All of that is now common ground, and what is left are the two important issues of the Derbyshire principle and the notion of a special procedural step to be taken, which is set out in Amendment 2D. It requires the permission of the court before a trading corporation can sue. I am persuaded by my noble friend Lord McNally’s way of dealing with that. It is a procedural point that will be dealt with by the early resolution procedure and by proper case management. It does not require a rigid rule to be inserted into the Bill, and therefore I would not support Amendment 2D.
What, then, about the Derbyshire principle? The House has the benefit of having as a Member of the House of Lords the judge who decided Derbyshire when he was even younger than he now is, my noble and learned kinsman Lord Woolf of Barnes, and I am sure that he will correct anything I am about to say. I want to say something about Derbyshire because I think that it has been misunderstood. It has been misunderstood by the Government because they seem to think that if one were to codify—I am now against codifying for a reason I shall come to—that would be in some way rigid and inflexible because it would prevent a body exercising functions of a public nature being able to vindicate its reputation. That is wrong because, as the Derbyshire case establishes and makes clear, unlike the position in the United States where no one can sue to vindicate the reputation of a government body, it is always open to a body exercising public functions through its officers or any individual who is defamed to bring their own defamation proceedings. It also makes it perfectly clear through Lord Keith of Kinkel in his speech for the House of Lords that there is also the tort of malicious falsehood. This means that if a government body can prove bad faith or reckless disregard for the truth, it can also bring proceedings. The Government are therefore mistaken in thinking that to codify in the way that the Opposition wish to do—with my support the last time round—would create a rigid and inflexible position. That is not so, but the question is whether we were right last time to try to codify the principle.
Since then, something has happened which has caused me to think again. It is the situation in Northern Ireland, and I hope very much that the noble Lord, Lord Bew, will say something about it. Since the last occasion, the governing authorities in Northern Ireland have decided in their wisdom that the Defamation Bill should not apply to the Province. NGOs, newspapers, broadcasters and citizen critics often convey information and ideas which are not confined to any particular part of the United Kingdom but extend to the whole of it.
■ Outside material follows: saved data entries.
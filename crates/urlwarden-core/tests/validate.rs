// urlwarden-core/tests/validate.rs
// ============================================================================
// Module: Format Validator Tests
// Description: Tests for the scheme/host/port/length grammar.
// ============================================================================
//! ## Overview
//! Validates acceptance and rejection across the configured grammar.

use urlwarden_core::PipelineConfig;
use urlwarden_core::runtime::validate::FormatViolation;
use urlwarden_core::runtime::validate::validate_url;

/// Returns the default pipeline configuration.
fn config() -> PipelineConfig {
    PipelineConfig::default()
}

// ============================================================================
// SECTION: Accepted URLs
// ============================================================================

#[test]
fn test_valid_http_url() {
    assert_eq!(validate_url("http://example.com", &config()), Ok(()));
}

#[test]
fn test_valid_https_url() {
    assert_eq!(validate_url("https://example.com", &config()), Ok(()));
}

#[test]
fn test_valid_url_with_port() {
    assert_eq!(validate_url("http://example.com:8080", &config()), Ok(()));
}

#[test]
fn test_valid_url_with_path_and_query() {
    assert_eq!(validate_url("http://example.com/a/b?q=1", &config()), Ok(()));
}

#[test]
fn test_valid_subdomain_and_hyphens() {
    assert_eq!(validate_url("http://sub-1.example-site.com/x", &config()), Ok(()));
}

#[test]
fn test_port_boundaries_accepted() {
    assert_eq!(validate_url("http://example.com:1", &config()), Ok(()));
    assert_eq!(validate_url("http://example.com:65535", &config()), Ok(()));
}

// ============================================================================
// SECTION: Rejected URLs
// ============================================================================

#[test]
fn test_unsupported_scheme_rejected() {
    assert_eq!(
        validate_url("ftp://example.com", &config()),
        Err(FormatViolation::UnsupportedScheme)
    );
}

#[test]
fn test_missing_hostname_rejected() {
    assert_eq!(validate_url("http:///path", &config()), Err(FormatViolation::EmptyHostname));
}

#[test]
fn test_label_with_space_rejected() {
    assert_eq!(
        validate_url("http://exa mple.com", &config()),
        Err(FormatViolation::InvalidHostname)
    );
}

#[test]
fn test_label_with_leading_hyphen_rejected() {
    assert_eq!(
        validate_url("http://-bad.example.com", &config()),
        Err(FormatViolation::InvalidHostname)
    );
}

#[test]
fn test_label_longer_than_63_rejected() {
    let label = "a".repeat(64);
    let url = format!("http://{label}.com");
    assert_eq!(validate_url(&url, &config()), Err(FormatViolation::InvalidHostname));
}

#[test]
fn test_port_out_of_range_rejected() {
    assert_eq!(
        validate_url("http://example.com:99999", &config()),
        Err(FormatViolation::PortOutOfRange)
    );
    assert_eq!(
        validate_url("http://example.com:0", &config()),
        Err(FormatViolation::PortOutOfRange)
    );
}

#[test]
fn test_non_numeric_port_rejected() {
    assert_eq!(
        validate_url("http://example.com:http", &config()),
        Err(FormatViolation::InvalidPort)
    );
}

#[test]
fn test_url_over_maximum_length_rejected() {
    let path = "a".repeat(4096);
    let url = format!("http://example.com/{path}");
    assert_eq!(validate_url(&url, &config()), Err(FormatViolation::TooLong));
}

#[test]
fn test_schemeless_string_unparseable() {
    assert_eq!(validate_url("example.com/path", &config()), Err(FormatViolation::Unparseable));
}

// ============================================================================
// SECTION: Configured Ranges
// ============================================================================

#[test]
fn test_narrowed_port_range_enforced() {
    let config = PipelineConfig {
        min_port: 1024,
        max_port: 2048,
        ..PipelineConfig::default()
    };
    assert_eq!(validate_url("http://example.com:1024", &config), Ok(()));
    assert_eq!(
        validate_url("http://example.com:80", &config),
        Err(FormatViolation::PortOutOfRange)
    );
}

#[test]
fn test_custom_scheme_allow_list() {
    let config = PipelineConfig {
        allowed_schemes: vec!["https".to_string()],
        ..PipelineConfig::default()
    };
    assert_eq!(
        validate_url("http://example.com", &config),
        Err(FormatViolation::UnsupportedScheme)
    );
    assert_eq!(validate_url("https://example.com", &config), Ok(()));
}
// urlwarden-core/src/runtime/reconstruct.rs
// ============================================================================
// Module: URL Reconstructor
// Description: Rebuilds the target URL from a path-embedded fragment.
// Purpose: Produce one canonical URL string from fragment plus query string.
// Dependencies: thiserror
// ============================================================================

//! ## Overview
//! The transport layer delivers the target as a path fragment
//! (`hostname[:port]/path`, optionally with an embedded scheme) and a
//! separately supplied query string. Reconstruction joins them into one URL
//! string, defaulting the scheme to `http` when the fragment carries none.
//! No decoding happens here; the result feeds the raw evasion pre-check.

// ============================================================================
// SECTION: Imports
// ============================================================================

use thiserror::Error;

// ============================================================================
// SECTION: Errors
// ============================================================================

/// Reconstruction failures.
#[derive(Debug, Clone, Copy, PartialEq, Eq, Error)]
pub enum ReconstructError {
    /// The path fragment was empty before splitting.
    #[error("empty URL fragment")]
    EmptyFragment,
}

// ============================================================================
// SECTION: Reconstruction
// ============================================================================

/// Reconstructs the target URL from a path fragment and query string.
///
/// Fragments beginning with `http://` or `https://` are used verbatim;
/// otherwise the fragment is split on the first `/` into authority and
/// remainder and prefixed with `http://`. A non-empty query string is
/// appended with `?`.
///
/// # Errors
///
/// Returns [`ReconstructError::EmptyFragment`] when the fragment is empty.
pub fn reconstruct_url(
    fragment: &str,
    query_string: Option<&str>,
) -> Result<String, ReconstructError> {
    if fragment.is_empty() {
        return Err(ReconstructError::EmptyFragment);
    }

    let base = if fragment.starts_with("http://") || fragment.starts_with("https://") {
        fragment.to_string()
    } else {
        match fragment.split_once('/') {
            Some((authority, remainder)) if !remainder.is_empty() => {
                format!("http://{authority}/{remainder}")
            }
            Some((authority, _)) => format!("http://{authority}"),
            None => format!("http://{fragment}"),
        }
    };

    Ok(match query_string {
        Some(query) if !query.is_empty() => format!("{base}?{query}"),
        _ => base,
    })
}
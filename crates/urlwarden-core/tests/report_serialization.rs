// urlwarden-core/tests/report_serialization.rs
// ============================================================================
// Module: Report Serialization Tests
// Description: Wire-format tests for verdicts and check summaries.
// ============================================================================
//! ## Overview
//! Locks down the JSON field names and enum labels callers depend on.

#![allow(
    clippy::unwrap_used,
    reason = "Tests unwrap on serialization of fully populated fixtures."
)]

use serde_json::Value;
use serde_json::json;
use urlwarden_core::CheckReport;
use urlwarden_core::Decision;
use urlwarden_core::DetectedThreat;
use urlwarden_core::ReputationCheckSummary;
use urlwarden_core::ReputationStatus;
use urlwarden_core::SecurityChecks;
use urlwarden_core::Severity;
use urlwarden_core::SignatureCheckSummary;
use urlwarden_core::ThreatCategory;
use urlwarden_core::ThreatType;

/// Builds a fully populated DENY report.
fn deny_report() -> CheckReport {
    CheckReport {
        valid: true,
        decision: Decision::Deny,
        url: "http://example.com/q".to_string(),
        reason: Some("Malicious pattern detected: sql_injection".to_string()),
        threat_detected: Some(DetectedThreat {
            threat_type: ThreatCategory::SqlInjection,
            severity: Severity::Critical,
            description: "SQL select statement in query".to_string(),
        }),
        security_checks: SecurityChecks {
            malicious_patterns: SignatureCheckSummary {
                checked: true,
                found: true,
                pattern: Some("SELECT * FROM".to_string()),
                threat_type: Some(ThreatType::SqlInjection),
                description: Some("SQL select statement in query".to_string()),
            },
            domain_reputation: ReputationCheckSummary {
                checked: true,
                found: false,
                status: ReputationStatus::Unknown,
                description: None,
                last_updated: None,
            },
        },
    }
}

// ============================================================================
// SECTION: Wire Format
// ============================================================================

#[test]
fn test_deny_report_field_names_and_labels() {
    let value: Value = serde_json::to_value(deny_report()).unwrap();
    assert_eq!(value["decision"], "DENY");
    assert_eq!(value["threat_detected"]["type"], "sql_injection");
    assert_eq!(value["threat_detected"]["severity"], "critical");
    assert_eq!(value["security_checks"]["malicious_patterns"]["found"], true);
    assert_eq!(value["security_checks"]["domain_reputation"]["status"], "unknown");
}

#[test]
fn test_allow_report_omits_absent_fields() {
    let report = CheckReport {
        valid: true,
        decision: Decision::Allow,
        url: "http://example.com".to_string(),
        reason: None,
        threat_detected: None,
        security_checks: SecurityChecks {
            malicious_patterns: SignatureCheckSummary {
                checked: true,
                found: false,
                pattern: None,
                threat_type: None,
                description: None,
            },
            domain_reputation: ReputationCheckSummary {
                checked: true,
                found: true,
                status: ReputationStatus::Safe,
                description: None,
                last_updated: None,
            },
        },
    };
    let value: Value = serde_json::to_value(report).unwrap();
    assert_eq!(value["decision"], "ALLOW");
    assert!(value.get("reason").is_none());
    assert!(value.get("threat_detected").is_none());
    assert!(value["security_checks"]["malicious_patterns"].get("pattern").is_none());
}

#[test]
fn test_report_round_trips_through_json() {
    let report = deny_report();
    let encoded = serde_json::to_string(&report).unwrap();
    let decoded: CheckReport = serde_json::from_str(&encoded).unwrap();
    assert_eq!(decoded, report);
}

#[test]
fn test_unrecognized_labels_fall_back_to_catch_all() {
    let threat: ThreatType = serde_json::from_value(json!("novel_attack")).unwrap();
    assert_eq!(threat, ThreatType::Other);
    let status: ReputationStatus = serde_json::from_value(json!("suspicious")).unwrap();
    assert_eq!(status, ReputationStatus::Unknown);
}
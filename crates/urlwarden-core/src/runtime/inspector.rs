// urlwarden-core/src/runtime/inspector.rs
// ============================================================================
// Module: Urlwarden Inspection Engine
// Description: Ordered pipeline execution and verdict synthesis.
// Purpose: Run reconstruction through decision synthesis as one linear sequence.
// Dependencies: crate::{core, interfaces, runtime}
// ============================================================================

//! ## Overview
//! The inspection engine is the single canonical execution path for
//! Urlwarden. All API surfaces (HTTP, CLI) must call into [`UrlInspector`]
//! to preserve the fixed step ordering the evasion defenses depend on.
//! Both ALLOW and DENY are normal, successful outcomes; only a malformed
//! request or an unreachable store is an error.

// ============================================================================
// SECTION: Imports
// ============================================================================

use thiserror::Error;

use crate::core::records::ReputationStatus;
use crate::core::records::SignatureRecord;
use crate::core::records::ThreatType;
use crate::core::url::RawRequest;
use crate::core::url::UrlParts;
use crate::core::verdict::CheckReport;
use crate::core::verdict::Decision;
use crate::core::verdict::DetectedThreat;
use crate::core::verdict::ReputationCheckSummary;
use crate::core::verdict::SecurityChecks;
use crate::core::verdict::Severity;
use crate::core::verdict::SignatureCheckSummary;
use crate::core::verdict::ThreatCategory;
use crate::interfaces::ReputationStore;
use crate::interfaces::SignatureStore;
use crate::interfaces::StoreError;
use crate::runtime::decode::decode_url;
use crate::runtime::precheck::find_traversal;
use crate::runtime::reconstruct::ReconstructError;
use crate::runtime::reconstruct::reconstruct_url;
use crate::runtime::reputation::skipped_reputation;
use crate::runtime::reputation::summarize_reputation;
use crate::runtime::sanitize::sanitize_url;
use crate::runtime::signature::first_match;
use crate::runtime::signature::skipped_signatures;
use crate::runtime::signature::summarize_match;
use crate::runtime::validate::FormatViolation;
use crate::runtime::validate::validate_url;

// ============================================================================
// SECTION: Pipeline Configuration
// ============================================================================

/// Default maximum accepted URL length in bytes.
pub const DEFAULT_MAX_URL_LENGTH: usize = 2048;

/// Immutable configuration for the inspection pipeline.
///
/// Passed in at construction so inspectors with different configurations
/// can run in parallel without ambient state.
#[derive(Debug, Clone, PartialEq, Eq)]
pub struct PipelineConfig {
    /// Schemes accepted by the format validator.
    pub allowed_schemes: Vec<String>,
    /// Lowest accepted port (inclusive).
    pub min_port: u16,
    /// Highest accepted port (inclusive).
    pub max_port: u16,
    /// Maximum accepted URL length in bytes.
    pub max_url_length: usize,
    /// Whether signature matching runs.
    pub check_signatures: bool,
    /// Whether reputation lookups run.
    pub check_reputation: bool,
}

impl Default for PipelineConfig {
    fn default() -> Self {
        Self {
            allowed_schemes: vec!["http".to_string(), "https".to_string()],
            min_port: 1,
            max_port: 65535,
            max_url_length: DEFAULT_MAX_URL_LENGTH,
            check_signatures: true,
            check_reputation: true,
        }
    }
}

// ============================================================================
// SECTION: Errors
// ============================================================================

/// Inspection errors that prevent a verdict from being produced.
#[derive(Debug, Error)]
pub enum InspectError {
    /// The request fragment could not be reconstructed into a URL.
    #[error("malformed request: {0}")]
    MalformedRequest(#[from] ReconstructError),
    /// A reference store could not be queried.
    #[error(transparent)]
    Store(#[from] StoreError),
}

// ============================================================================
// SECTION: Inspection Engine
// ============================================================================

/// Inspection engine owning the reference stores and pipeline configuration.
pub struct UrlInspector<S, R> {
    /// Signature store implementation.
    signatures: S,
    /// Reputation store implementation.
    reputation: R,
    /// Immutable pipeline configuration.
    config: PipelineConfig,
}

impl<S, R> UrlInspector<S, R>
where
    S: SignatureStore,
    R: ReputationStore,
{
    /// Creates a new inspection engine.
    #[must_use]
    pub const fn new(signatures: S, reputation: R, config: PipelineConfig) -> Self {
        Self {
            signatures,
            reputation,
            config,
        }
    }

    /// Returns the pipeline configuration.
    #[must_use]
    pub const fn config(&self) -> &PipelineConfig {
        &self.config
    }

    /// Inspects one request and produces a verdict with evidence.
    ///
    /// Steps run as one uninterrupted sequence: reconstruction, raw evasion
    /// pre-check, decoding, decoded evasion re-check, format validation,
    /// signature matching, sanitization, reputation lookup, and decision
    /// synthesis. The two store reads are the only failure points after
    /// reconstruction.
    ///
    /// # Errors
    ///
    /// Returns [`InspectError::MalformedRequest`] for an empty fragment and
    /// [`InspectError::Store`] when a reference store cannot be queried.
    pub fn check(&self, request: &RawRequest) -> Result<CheckReport, InspectError> {
        let raw = reconstruct_url(&request.path_fragment, request.query_string.as_deref())?;
        if let Some(sequence) = find_traversal(&raw) {
            return Ok(traversal_report(sanitize_url(&raw), sequence));
        }

        let decoded = decode_url(&raw);
        if let Some(sequence) = find_traversal(&decoded) {
            return Ok(traversal_report(sanitize_url(&decoded), sequence));
        }

        if let Err(violation) = validate_url(&decoded, &self.config) {
            return Ok(invalid_format_report(sanitize_url(&decoded), violation));
        }
        let Some(parts) = UrlParts::split(&decoded) else {
            return Ok(invalid_format_report(sanitize_url(&decoded), FormatViolation::Unparseable));
        };

        let (signature_summary, signature_hit) = if self.config.check_signatures {
            let records = self.signatures.records()?;
            let hit = first_match(&records, &parts.path_and_query());
            (summarize_match(hit.as_ref()), hit)
        } else {
            (skipped_signatures(), None)
        };

        let sanitized = sanitize_url(&decoded);

        let reputation_summary = if self.config.check_reputation {
            let hostname = UrlParts::split(&sanitized).map_or_else(
                || parts.hostname().to_string(),
                |sanitized_parts| sanitized_parts.hostname().to_string(),
            );
            summarize_reputation(self.reputation.lookup(&hostname)?)
        } else {
            skipped_reputation()
        };

        Ok(synthesize(sanitized, signature_summary, signature_hit, reputation_summary))
    }
}

// ============================================================================
// SECTION: Verdict Synthesis
// ============================================================================

/// Synthesizes the final verdict from both check outcomes.
///
/// Priority order: signature match, then denying reputation status, then
/// ALLOW. Unknown hostnames are allowed by design.
fn synthesize(
    url: String,
    signature_summary: SignatureCheckSummary,
    signature_hit: Option<SignatureRecord>,
    reputation_summary: ReputationCheckSummary,
) -> CheckReport {
    if let Some(hit) = signature_hit {
        let severity = if hit.threat_type == ThreatType::SqlInjection {
            Severity::Critical
        } else {
            Severity::High
        };
        return CheckReport {
            valid: true,
            decision: Decision::Deny,
            url,
            reason: Some(format!("Malicious pattern detected: {}", hit.threat_type)),
            threat_detected: Some(DetectedThreat {
                threat_type: hit.threat_type.into(),
                severity,
                description: hit.description,
            }),
            security_checks: SecurityChecks {
                malicious_patterns: signature_summary,
                domain_reputation: reputation_summary,
            },
        };
    }

    if let Some(category) = ThreatCategory::from_reputation(reputation_summary.status) {
        let severity = if reputation_summary.status == ReputationStatus::Blacklisted {
            Severity::High
        } else {
            Severity::Critical
        };
        let description = reputation_summary.description.clone().unwrap_or_else(|| {
            format!("Domain is flagged as {}", reputation_summary.status)
        });
        return CheckReport {
            valid: true,
            decision: Decision::Deny,
            url,
            reason: Some(format!("Domain is {}", reputation_summary.status)),
            threat_detected: Some(DetectedThreat {
                threat_type: category,
                severity,
                description,
            }),
            security_checks: SecurityChecks {
                malicious_patterns: signature_summary,
                domain_reputation: reputation_summary,
            },
        };
    }

    CheckReport {
        valid: true,
        decision: Decision::Allow,
        url,
        reason: None,
        threat_detected: None,
        security_checks: SecurityChecks {
            malicious_patterns: signature_summary,
            domain_reputation: reputation_summary,
        },
    }
}

/// Builds the short-circuit verdict for a traversal pre-check hit.
fn traversal_report(url: String, sequence: &str) -> CheckReport {
    CheckReport {
        valid: true,
        decision: Decision::Deny,
        url,
        reason: Some("Malicious pattern detected: path_traversal".to_string()),
        threat_detected: Some(DetectedThreat {
            threat_type: ThreatCategory::PathTraversal,
            severity: Severity::High,
            description: format!("Traversal sequence `{sequence}` detected"),
        }),
        security_checks: SecurityChecks {
            malicious_patterns: SignatureCheckSummary {
                checked: true,
                found: true,
                pattern: Some(sequence.to_string()),
                threat_type: Some(ThreatType::PathTraversal),
                description: Some("Path traversal attempt".to_string()),
            },
            domain_reputation: skipped_reputation(),
        },
    }
}

/// Builds the DENY verdict for a format violation.
fn invalid_format_report(url: String, violation: FormatViolation) -> CheckReport {
    CheckReport {
        valid: false,
        decision: Decision::Deny,
        url,
        reason: Some(format!("Invalid URL format: {violation}")),
        threat_detected: None,
        security_checks: SecurityChecks {
            malicious_patterns: skipped_signatures(),
            domain_reputation: skipped_reputation(),
        },
    }
}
What troubles me about codification is not what troubles the Government. What troubles me is that, were we to codify in the way that is now suggested, in Northern Ireland, Mr Paul Tweed, in particular, who is the king of libel suits in that part of the United Kingdom, would argue, “This is codified in England and Wales but it is common law in Northern Ireland and the way in which it is codified suggests that Parliament had serious doubts about what Derbyshire meant. Now we are going to seek to apply a narrower view than Derbyshire itself”. That has made me think about the whole issue in this context of codification versus common law.